*** SUPPLIED ENTRIES ***

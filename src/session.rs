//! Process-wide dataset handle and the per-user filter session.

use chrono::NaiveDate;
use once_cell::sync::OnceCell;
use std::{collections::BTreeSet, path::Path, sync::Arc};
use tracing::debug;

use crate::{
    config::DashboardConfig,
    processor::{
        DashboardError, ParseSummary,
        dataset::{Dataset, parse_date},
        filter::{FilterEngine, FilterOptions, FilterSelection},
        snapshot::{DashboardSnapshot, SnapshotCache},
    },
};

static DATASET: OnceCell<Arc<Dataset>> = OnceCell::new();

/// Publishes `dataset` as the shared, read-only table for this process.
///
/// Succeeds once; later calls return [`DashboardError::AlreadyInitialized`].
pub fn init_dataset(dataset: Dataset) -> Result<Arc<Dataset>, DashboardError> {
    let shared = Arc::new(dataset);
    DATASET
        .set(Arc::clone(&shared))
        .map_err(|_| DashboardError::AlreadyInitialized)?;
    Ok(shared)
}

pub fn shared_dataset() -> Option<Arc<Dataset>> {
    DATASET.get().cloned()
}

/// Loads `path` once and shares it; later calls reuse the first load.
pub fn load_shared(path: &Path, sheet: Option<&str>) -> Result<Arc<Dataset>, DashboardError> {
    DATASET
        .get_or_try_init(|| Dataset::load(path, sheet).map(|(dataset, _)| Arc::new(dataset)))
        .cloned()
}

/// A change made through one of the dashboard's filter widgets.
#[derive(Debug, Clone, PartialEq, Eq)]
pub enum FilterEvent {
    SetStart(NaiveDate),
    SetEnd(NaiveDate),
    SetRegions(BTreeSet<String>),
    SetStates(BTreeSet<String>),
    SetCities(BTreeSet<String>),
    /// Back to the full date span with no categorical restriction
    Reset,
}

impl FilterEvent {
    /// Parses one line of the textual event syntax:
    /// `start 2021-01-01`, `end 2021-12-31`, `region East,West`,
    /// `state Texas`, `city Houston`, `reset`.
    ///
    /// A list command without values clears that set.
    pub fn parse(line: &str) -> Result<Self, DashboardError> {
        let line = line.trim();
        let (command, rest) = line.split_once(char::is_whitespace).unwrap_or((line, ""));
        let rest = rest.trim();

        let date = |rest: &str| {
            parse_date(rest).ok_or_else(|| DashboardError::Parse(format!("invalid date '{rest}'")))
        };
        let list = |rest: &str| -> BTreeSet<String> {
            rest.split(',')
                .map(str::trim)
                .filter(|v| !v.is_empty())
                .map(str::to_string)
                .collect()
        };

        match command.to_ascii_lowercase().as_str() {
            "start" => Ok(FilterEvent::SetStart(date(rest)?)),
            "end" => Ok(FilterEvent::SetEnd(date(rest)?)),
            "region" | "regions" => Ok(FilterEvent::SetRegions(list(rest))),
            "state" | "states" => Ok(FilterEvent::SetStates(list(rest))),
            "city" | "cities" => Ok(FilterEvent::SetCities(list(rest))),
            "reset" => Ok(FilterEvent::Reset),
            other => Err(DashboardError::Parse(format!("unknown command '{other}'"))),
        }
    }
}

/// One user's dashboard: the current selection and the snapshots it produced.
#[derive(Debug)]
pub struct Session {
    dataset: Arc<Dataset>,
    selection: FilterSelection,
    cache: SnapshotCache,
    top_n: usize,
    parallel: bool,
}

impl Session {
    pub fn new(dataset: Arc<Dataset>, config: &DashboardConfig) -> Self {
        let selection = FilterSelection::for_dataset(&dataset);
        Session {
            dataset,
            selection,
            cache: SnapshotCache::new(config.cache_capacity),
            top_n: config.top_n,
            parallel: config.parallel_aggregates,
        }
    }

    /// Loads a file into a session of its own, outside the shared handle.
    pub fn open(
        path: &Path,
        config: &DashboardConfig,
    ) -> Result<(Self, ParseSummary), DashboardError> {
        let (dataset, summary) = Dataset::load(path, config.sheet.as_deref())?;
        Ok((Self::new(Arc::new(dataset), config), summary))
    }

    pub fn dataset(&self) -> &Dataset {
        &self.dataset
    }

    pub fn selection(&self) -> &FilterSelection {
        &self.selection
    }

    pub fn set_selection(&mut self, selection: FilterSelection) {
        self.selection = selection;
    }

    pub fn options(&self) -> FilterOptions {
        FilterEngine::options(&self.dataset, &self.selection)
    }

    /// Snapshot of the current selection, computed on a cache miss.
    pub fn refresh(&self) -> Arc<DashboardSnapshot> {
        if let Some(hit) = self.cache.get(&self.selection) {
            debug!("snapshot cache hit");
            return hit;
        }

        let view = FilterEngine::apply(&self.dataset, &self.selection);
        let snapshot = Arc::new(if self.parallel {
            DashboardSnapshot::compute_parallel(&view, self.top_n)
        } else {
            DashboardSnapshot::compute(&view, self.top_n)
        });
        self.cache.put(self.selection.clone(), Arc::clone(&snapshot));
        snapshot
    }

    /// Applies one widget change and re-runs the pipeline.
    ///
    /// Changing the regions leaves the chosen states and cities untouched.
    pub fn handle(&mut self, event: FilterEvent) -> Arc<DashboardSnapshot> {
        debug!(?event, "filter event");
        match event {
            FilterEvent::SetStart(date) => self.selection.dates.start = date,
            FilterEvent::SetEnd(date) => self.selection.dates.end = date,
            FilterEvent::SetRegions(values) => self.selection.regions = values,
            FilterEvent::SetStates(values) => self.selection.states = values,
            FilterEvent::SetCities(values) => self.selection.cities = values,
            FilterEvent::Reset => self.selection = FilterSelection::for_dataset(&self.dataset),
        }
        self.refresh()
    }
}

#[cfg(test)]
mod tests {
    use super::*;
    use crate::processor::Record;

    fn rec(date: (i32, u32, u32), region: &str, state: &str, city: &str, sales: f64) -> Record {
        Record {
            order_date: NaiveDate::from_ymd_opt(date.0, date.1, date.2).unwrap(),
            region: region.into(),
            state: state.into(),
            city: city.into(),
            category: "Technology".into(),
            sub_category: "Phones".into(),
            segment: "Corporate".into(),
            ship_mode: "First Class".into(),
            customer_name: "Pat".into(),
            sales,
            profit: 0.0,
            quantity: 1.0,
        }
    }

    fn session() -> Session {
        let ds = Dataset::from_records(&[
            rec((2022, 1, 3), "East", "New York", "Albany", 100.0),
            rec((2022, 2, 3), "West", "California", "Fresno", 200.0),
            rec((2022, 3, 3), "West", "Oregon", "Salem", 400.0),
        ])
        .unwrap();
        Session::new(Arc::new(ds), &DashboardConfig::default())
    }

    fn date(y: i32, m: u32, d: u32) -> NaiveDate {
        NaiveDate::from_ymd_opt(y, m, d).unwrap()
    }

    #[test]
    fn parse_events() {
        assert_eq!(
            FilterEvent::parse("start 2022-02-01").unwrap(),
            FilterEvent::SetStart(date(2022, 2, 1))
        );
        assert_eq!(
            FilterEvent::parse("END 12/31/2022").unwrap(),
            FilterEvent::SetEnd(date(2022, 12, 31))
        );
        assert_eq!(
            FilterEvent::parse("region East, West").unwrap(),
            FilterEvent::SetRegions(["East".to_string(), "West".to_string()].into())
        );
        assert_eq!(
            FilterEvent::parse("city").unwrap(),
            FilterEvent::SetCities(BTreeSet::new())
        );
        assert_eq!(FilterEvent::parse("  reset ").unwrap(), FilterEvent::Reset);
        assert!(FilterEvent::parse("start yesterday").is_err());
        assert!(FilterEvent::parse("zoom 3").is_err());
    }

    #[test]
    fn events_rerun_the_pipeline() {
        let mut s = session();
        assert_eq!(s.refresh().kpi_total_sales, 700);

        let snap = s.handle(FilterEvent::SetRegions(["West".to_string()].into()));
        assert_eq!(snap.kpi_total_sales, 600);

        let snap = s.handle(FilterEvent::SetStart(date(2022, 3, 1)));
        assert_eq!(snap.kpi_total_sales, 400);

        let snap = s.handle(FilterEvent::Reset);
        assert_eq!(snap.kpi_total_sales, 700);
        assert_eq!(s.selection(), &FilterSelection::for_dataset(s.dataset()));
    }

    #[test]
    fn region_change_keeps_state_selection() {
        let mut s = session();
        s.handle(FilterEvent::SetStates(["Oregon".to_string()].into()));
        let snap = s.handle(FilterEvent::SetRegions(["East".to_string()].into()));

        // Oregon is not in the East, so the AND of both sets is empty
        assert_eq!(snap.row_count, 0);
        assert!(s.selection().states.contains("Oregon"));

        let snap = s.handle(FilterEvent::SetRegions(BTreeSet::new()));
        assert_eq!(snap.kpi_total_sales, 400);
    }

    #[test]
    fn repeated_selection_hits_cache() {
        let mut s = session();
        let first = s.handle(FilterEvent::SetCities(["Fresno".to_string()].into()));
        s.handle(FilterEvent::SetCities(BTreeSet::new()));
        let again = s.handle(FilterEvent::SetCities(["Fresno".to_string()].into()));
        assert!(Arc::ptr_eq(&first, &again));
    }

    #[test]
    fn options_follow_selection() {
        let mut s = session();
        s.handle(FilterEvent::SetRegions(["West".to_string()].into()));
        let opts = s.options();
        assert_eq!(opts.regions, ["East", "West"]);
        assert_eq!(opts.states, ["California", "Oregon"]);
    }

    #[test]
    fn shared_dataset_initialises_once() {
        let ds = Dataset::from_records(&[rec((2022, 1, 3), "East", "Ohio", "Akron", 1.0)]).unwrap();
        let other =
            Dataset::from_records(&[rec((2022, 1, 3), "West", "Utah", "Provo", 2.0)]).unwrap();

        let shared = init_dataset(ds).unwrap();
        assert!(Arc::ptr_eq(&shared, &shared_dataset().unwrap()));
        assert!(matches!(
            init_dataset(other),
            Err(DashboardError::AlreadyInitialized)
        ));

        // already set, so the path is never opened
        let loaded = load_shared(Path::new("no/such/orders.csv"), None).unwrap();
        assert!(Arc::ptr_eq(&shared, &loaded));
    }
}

***

WORK INSTRUCTION: The lines holding the word "FilterOptions" are the answer. Find them in the entries and copy them.

RESULT:
        filter::{FilterEngine, FilterOptions, FilterSelection},
    pub fn options(&self) -> FilterOptions {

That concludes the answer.